こうして作成したネオ抗原発現膵臓ガンを免疫不全マウスに移植すると、ガンはそのまま増殖するが、正常マウスに移植すると、完全に除去される個体がいる一方、ガンが免疫を逃れる個体が一定数出てくる。大事なのは、ネオ抗原をモニターできるおかげで、ネオ抗原が消失した結果ガンが免疫を逃れているのではないことを確認して、免疫回避のメカニズムを探索できる。さらに、ネオ抗原がわかっているため、ネオ抗原特異的なT細胞を特定して、その機能を調べることができる。
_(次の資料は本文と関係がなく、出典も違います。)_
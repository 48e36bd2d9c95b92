//! TOML file configuration structures.
//!
//! These structs directly map to the `boxoffice-config.toml` file format.

use serde::{Deserialize, Serialize};
use std::net::SocketAddr;
use url::Url;

/// Root configuration structure as read from the TOML file.
#[derive(Debug, Clone, Serialize, Deserialize)]
pub struct FileConfig {
    pub server: ServerSection,
    pub admin: AdminSection,
    #[serde(default)]
    pub office: OfficeSection,
    pub rail: RailSection,
}

/// Server configuration section.
#[derive(Debug, Clone, Serialize, Deserialize)]
pub struct ServerSection {
    /// The address and port to listen on (e.g., "0.0.0.0:8080").
    #[serde(default = "default_listen_addr")]
    pub listen: SocketAddr,
}

fn default_listen_addr() -> SocketAddr {
    "0.0.0.0:8080".parse().expect("valid default address")
}

/// Admin configuration section.
#[derive(Debug, Clone, Serialize, Deserialize)]
pub struct AdminSection {
    /// The administrator's party identity.
    pub party: String,
    /// The admin secret. If this is plaintext (doesn't start with `$argon2`),
    /// it will be hashed and the config file will be rewritten.
    pub secret: String,
}

/// Box office policy section.
#[derive(Debug, Clone, Serialize, Deserialize)]
pub struct OfficeSection {
    /// How long before the event date cancellation closes.
    #[serde(default = "default_refund_window_hours")]
    pub refund_window_hours: i64,
}

impl Default for OfficeSection {
    fn default() -> Self {
        Self {
            refund_window_hours: default_refund_window_hours(),
        }
    }
}

fn default_refund_window_hours() -> i64 {
    24
}

/// Payment rail section.
#[derive(Debug, Clone, Serialize, Deserialize)]
pub struct RailSection {
    /// Settlement endpoint that receives transfer instructions as JSON.
    pub endpoint: Url,
}

impl FileConfig {
    /// Check if the admin secret is already hashed (argon2 format).
    pub fn is_admin_secret_hashed(&self) -> bool {
        self.admin.secret.starts_with("$argon2")
    }
}
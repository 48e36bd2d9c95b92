//! HTTP clients for the boxoffice APIs.
//!
//! Gated behind the `client` cargo feature so downstream crates that only
//! need the shared types do not pull in `reqwest`.

mod admin;
mod user;

pub use admin::AdminClient;
pub use user::UserClient;

use reqwest::StatusCode;

/// Errors produced by the SDK HTTP clients.
#[derive(Debug, thiserror::Error)]
pub enum ClientError {
    /// Transport-level failure (DNS, TLS, connection reset, …).
    #[error("http error: {0}")]
    Http(#[from] reqwest::Error),

    /// The server returned a non-2xx status code.
    #[error("api error: status {status}, body: {body}")]
    Api { status: StatusCode, body: String },

    /// Response body could not be deserialized.
    #[error("json error: {0}")]
    Json(#[from] serde_json::Error),

    /// The base URL could not be joined with the endpoint path.
    #[error("invalid url: {0}")]
    Url(#[from] url::ParseError),
}

/// Turn a response into `T`, mapping non-2xx statuses to [`ClientError::Api`].
pub(crate) async fn parse_response<T: serde::de::DeserializeOwned>(
    resp: reqwest::Response,
) -> Result<T, ClientError> {
    let status = resp.status();
    let body = resp.text().await.unwrap_or_default();
    if !status.is_success() {
        return Err(ClientError::Api { status, body });
    }
    Ok(serde_json::from_str(&body)?)
}
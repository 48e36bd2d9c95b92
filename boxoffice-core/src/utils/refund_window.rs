//! Refund deadline arithmetic.

use time::{Duration, OffsetDateTime};

/// Returns the instant at which cancellation closes for an event
/// scheduled at `event_date`.
///
/// Cancellation at or after the returned instant fails; strictly before
/// it, the ticket is refundable in full.
pub fn refund_deadline(event_date: OffsetDateTime, refund_window: Duration) -> OffsetDateTime {
    event_date - refund_window
}
use axum::{
    Json,
    extract::{Path, State},
    http::StatusCode,
    response::IntoResponse,
};
use boxoffice_core::entities::AttendeeDetails;
use boxoffice_sdk::objects::BuyTicketRequest;

use super::UserApiError;
use crate::api::extractors::Caller;
use crate::api::ticket_to_response;
use crate::state::AppState;

/// `POST /events/{event_id}/tickets` – buy one ticket for the caller.
///
/// The full payment value travels with the request; anything above the
/// ticket price comes back over the payment rail.
pub(super) async fn buy_ticket(
    state: State<AppState>,
    Caller(party): Caller,
    Path(event_id): Path<String>,
    Json(payload): Json<BuyTicketRequest>,
) -> Result<impl IntoResponse, UserApiError> {
    let attendee = AttendeeDetails {
        fname: payload.fname,
        lname: payload.lname,
        email: payload.email,
    };

    let mut office = state.office.lock().await;
    let ticket = office
        .buy_ticket(&party, &event_id, attendee, payload.payment_value)
        .await?;

    Ok((StatusCode::CREATED, Json(ticket_to_response(&ticket))))
}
この様に凝ったモデル実験系を用いて膵臓ガン細胞が免疫を回避しやすい理由を探り、

  1. 移植したガン組織に浸潤しているネオ抗原特異的T細胞が複数のチェックポイント受容体を発現しており、ネオ抗原に対するキラー細胞の活性が抑制されやすい、
  2. 数種類のチェックポイント分子の中で、特に現在各社で抗体薬の開発が進むTIGITの発言が膵臓ガン浸潤T細胞では目立つ。
  3. これに対応して、膵臓ガンでは、PD-1を刺激するPD-L1よりはるかに強くTIGITを刺激するCD155の発現が見られる。ガンの遺伝子データベースで調べると、rasが活性化し、p53が欠損して誘導されるガンでは、膵臓ガンだけでなく、大腸ガンでも同じ様にCD155の発現が見られることから、ras/p53発ガンとCD155は連関している。
  4. ネオ抗原特異性はわからないが、人間の膵臓ガン組織のT細胞でTIGITの発現が高い。

以上の結果から、ras/p53セットの遺伝子異常を持つ癌では、PD1だけでなく、TIGITを抑えないと、ガン免疫を維持できないことがわかる。

この発見を基盤に、では免疫系のみでマウス膵臓ガンを抑制できるか、様々な抗体の組み合わせを検討して、チェックポイント分子抑制抗体として、PD-1、TIGITに対する抗体を組み合わせた上に、T細胞の活性化を誘導するCD40活性化抗体の3者を組み合わせたときに、約半数のマウスで、ガンの増殖を抑えることに成功している。

結果は以上で、最終的には3種類の抗体併用という、これほど凝らなくても導き出せるのではと思える結果で終わっているが、個人的にはこのマニアックなところを評価したい。

マウスの実験系でも、半数のマウスではガンを抑制できないことから、キラー細胞の組織への浸潤など、他にも検討すべき問題は残っているが、膵臓ガンも免疫系だけでコントロールできるという可能性は示された。難敵膵臓ガンも、少しづつ克服への道が見えてきた様に感じる。

当面は、TIGIT抗体の治験結果が待たれる。

  1. okazaki yoshihisa より:

    ras/p53セットの遺伝子異常を持つ癌では、PD1だけでなく、TIGITを抑えないと、ガン免疫を維持できないことがわかる。
    Imp:
    TIGIT抗体。。。効果が楽しみです。